=== What needs to be done ===
Filter the entries below, keeping only lines with the word "UserSubscriptionParams".

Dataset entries
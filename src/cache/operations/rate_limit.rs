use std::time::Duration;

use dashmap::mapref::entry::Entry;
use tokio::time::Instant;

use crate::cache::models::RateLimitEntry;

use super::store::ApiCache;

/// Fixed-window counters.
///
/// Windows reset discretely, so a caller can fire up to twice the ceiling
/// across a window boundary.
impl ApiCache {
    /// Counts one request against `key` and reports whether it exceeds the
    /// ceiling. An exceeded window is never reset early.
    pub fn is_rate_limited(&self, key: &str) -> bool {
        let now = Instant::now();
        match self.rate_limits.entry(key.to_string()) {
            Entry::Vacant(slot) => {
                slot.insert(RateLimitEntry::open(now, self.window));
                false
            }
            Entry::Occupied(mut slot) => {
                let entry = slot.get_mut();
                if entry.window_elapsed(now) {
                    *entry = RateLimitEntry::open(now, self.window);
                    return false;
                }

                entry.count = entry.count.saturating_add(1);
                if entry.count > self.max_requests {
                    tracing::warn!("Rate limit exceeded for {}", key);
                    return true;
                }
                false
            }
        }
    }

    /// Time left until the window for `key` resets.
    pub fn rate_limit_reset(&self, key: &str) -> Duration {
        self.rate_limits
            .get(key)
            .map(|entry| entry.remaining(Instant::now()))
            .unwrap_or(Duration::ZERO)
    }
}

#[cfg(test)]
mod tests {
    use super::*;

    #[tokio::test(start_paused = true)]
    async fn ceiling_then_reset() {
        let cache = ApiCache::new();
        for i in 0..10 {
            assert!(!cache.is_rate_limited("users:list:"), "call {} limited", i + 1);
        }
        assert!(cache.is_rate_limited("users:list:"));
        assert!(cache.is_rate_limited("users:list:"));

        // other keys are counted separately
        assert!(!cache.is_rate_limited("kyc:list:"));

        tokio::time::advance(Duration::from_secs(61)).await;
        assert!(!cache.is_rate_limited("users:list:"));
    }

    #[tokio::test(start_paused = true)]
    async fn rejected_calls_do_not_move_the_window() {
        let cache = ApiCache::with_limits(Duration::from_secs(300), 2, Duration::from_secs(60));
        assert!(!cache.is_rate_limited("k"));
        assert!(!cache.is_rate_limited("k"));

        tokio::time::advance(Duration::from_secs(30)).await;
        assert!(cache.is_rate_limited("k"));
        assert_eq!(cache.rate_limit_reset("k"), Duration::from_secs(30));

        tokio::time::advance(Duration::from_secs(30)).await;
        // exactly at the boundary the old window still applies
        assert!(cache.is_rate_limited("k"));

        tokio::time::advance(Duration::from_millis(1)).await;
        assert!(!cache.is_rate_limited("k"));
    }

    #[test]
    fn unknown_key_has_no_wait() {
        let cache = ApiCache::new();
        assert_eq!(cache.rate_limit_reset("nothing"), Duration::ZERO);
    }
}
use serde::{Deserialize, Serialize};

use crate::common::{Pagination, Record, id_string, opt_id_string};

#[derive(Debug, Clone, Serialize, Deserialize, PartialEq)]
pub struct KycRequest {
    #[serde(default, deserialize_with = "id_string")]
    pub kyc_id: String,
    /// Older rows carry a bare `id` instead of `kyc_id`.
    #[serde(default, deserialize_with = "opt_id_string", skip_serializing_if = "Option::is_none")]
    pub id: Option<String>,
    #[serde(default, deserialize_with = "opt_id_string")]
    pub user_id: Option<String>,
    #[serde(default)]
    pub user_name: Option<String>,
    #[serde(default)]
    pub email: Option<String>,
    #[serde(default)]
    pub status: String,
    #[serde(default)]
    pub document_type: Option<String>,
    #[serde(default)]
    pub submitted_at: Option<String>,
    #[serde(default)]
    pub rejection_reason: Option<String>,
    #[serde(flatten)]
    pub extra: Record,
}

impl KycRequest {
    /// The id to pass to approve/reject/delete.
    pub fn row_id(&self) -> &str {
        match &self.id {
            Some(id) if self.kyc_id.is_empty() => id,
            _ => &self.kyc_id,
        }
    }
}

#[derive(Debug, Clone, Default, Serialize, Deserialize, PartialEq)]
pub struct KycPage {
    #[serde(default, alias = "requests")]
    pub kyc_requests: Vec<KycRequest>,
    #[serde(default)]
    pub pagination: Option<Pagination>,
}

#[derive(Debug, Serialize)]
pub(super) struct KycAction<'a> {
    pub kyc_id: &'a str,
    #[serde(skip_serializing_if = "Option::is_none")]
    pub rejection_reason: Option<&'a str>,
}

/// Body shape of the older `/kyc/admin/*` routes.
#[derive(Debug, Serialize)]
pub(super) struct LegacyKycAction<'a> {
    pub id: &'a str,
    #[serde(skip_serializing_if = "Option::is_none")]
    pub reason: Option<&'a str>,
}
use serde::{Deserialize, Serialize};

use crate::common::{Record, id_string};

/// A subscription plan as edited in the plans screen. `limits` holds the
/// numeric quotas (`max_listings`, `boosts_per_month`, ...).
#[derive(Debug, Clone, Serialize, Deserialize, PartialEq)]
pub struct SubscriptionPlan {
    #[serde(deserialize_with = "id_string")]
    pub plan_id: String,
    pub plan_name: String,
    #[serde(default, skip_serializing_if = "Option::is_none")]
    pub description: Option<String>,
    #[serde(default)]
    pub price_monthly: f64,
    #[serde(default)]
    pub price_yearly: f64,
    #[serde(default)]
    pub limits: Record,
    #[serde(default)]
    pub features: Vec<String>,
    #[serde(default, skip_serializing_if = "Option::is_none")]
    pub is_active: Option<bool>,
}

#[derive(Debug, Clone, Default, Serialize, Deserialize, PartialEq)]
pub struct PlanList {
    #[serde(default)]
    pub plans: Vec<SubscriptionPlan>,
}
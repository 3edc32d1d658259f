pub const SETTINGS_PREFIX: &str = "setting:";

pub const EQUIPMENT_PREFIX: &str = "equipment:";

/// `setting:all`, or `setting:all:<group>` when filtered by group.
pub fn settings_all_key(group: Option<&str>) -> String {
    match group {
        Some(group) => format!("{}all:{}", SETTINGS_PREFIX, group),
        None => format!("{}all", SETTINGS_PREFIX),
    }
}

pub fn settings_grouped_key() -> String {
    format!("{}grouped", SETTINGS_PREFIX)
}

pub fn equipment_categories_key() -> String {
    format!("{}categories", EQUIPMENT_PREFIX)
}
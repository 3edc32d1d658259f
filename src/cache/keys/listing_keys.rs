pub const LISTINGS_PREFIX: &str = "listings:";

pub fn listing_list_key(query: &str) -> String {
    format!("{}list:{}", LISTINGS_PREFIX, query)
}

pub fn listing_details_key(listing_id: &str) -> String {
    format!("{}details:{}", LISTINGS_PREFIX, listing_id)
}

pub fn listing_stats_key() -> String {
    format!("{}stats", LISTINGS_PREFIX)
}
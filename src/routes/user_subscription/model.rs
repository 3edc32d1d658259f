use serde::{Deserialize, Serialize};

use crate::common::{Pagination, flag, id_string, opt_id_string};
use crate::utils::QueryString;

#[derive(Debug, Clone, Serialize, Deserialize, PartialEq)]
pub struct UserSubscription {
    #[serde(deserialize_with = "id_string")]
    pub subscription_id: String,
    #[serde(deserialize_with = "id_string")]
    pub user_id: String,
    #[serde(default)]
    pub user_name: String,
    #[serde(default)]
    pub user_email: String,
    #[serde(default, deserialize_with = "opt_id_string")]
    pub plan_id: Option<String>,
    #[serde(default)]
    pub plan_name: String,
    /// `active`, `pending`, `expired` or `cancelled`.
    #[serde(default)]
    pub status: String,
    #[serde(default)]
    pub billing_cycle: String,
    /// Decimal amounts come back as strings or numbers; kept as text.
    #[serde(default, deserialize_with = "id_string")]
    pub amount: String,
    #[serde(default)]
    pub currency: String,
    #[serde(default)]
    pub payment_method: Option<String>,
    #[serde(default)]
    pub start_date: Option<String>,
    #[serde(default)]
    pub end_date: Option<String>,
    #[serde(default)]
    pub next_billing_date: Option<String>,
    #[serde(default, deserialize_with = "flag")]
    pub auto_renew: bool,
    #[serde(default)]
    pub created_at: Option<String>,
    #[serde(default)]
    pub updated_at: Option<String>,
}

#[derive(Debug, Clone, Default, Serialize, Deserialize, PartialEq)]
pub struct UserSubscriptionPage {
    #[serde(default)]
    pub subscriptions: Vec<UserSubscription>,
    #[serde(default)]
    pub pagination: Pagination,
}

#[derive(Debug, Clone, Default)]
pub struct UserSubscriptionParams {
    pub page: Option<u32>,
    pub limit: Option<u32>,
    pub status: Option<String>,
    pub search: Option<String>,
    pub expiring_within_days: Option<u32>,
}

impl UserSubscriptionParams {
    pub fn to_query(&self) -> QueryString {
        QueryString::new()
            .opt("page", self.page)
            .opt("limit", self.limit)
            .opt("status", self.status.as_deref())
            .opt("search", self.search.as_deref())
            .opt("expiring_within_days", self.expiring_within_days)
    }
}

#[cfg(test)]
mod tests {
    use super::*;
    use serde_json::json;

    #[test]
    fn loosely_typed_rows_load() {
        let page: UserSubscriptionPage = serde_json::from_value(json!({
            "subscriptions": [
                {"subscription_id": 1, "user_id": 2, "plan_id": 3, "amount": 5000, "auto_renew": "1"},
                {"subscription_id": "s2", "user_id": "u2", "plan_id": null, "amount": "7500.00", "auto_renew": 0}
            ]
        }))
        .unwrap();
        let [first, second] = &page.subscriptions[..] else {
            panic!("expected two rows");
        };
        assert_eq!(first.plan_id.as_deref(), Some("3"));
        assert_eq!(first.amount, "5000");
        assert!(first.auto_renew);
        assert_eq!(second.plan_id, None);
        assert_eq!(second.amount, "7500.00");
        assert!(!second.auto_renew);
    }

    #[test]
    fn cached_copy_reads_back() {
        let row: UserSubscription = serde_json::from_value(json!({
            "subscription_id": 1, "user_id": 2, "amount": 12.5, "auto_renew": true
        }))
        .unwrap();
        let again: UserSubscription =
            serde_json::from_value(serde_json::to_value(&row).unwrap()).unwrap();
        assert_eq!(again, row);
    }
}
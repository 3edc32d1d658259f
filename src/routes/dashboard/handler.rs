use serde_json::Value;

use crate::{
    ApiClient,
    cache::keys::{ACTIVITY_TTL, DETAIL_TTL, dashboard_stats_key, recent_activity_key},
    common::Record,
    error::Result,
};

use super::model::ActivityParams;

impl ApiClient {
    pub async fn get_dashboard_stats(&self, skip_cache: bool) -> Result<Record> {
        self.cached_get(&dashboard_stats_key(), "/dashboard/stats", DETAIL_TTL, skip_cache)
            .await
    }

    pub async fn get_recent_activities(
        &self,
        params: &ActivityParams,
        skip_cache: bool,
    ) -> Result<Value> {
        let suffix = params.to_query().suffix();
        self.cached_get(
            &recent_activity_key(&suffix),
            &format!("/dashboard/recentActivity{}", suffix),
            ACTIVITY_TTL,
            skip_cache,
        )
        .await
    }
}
...
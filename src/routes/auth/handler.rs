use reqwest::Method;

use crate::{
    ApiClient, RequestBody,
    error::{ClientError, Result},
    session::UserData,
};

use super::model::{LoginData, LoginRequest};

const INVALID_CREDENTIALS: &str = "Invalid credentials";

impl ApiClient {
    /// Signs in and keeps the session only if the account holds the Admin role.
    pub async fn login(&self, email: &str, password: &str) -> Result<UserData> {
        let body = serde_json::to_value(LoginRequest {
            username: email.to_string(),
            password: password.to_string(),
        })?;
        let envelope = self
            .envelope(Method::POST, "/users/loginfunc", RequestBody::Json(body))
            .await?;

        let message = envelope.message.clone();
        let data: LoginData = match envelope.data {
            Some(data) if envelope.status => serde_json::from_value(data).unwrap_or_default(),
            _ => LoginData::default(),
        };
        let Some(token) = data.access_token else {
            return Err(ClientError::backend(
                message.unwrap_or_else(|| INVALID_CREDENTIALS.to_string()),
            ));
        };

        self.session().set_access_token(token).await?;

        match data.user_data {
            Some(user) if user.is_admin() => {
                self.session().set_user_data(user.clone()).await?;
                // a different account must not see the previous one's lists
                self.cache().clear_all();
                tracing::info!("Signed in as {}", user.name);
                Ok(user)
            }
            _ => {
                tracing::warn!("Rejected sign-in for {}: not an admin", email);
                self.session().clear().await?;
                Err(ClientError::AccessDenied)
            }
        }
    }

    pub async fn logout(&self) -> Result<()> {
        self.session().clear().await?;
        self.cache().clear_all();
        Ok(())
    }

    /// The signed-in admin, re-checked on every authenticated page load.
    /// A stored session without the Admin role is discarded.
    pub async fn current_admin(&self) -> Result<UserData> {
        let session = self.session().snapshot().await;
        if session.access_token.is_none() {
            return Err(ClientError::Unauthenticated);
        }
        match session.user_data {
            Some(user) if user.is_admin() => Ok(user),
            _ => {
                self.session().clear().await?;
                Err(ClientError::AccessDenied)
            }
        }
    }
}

=== Task output ===
pub struct UserSubscriptionParams {
impl UserSubscriptionParams {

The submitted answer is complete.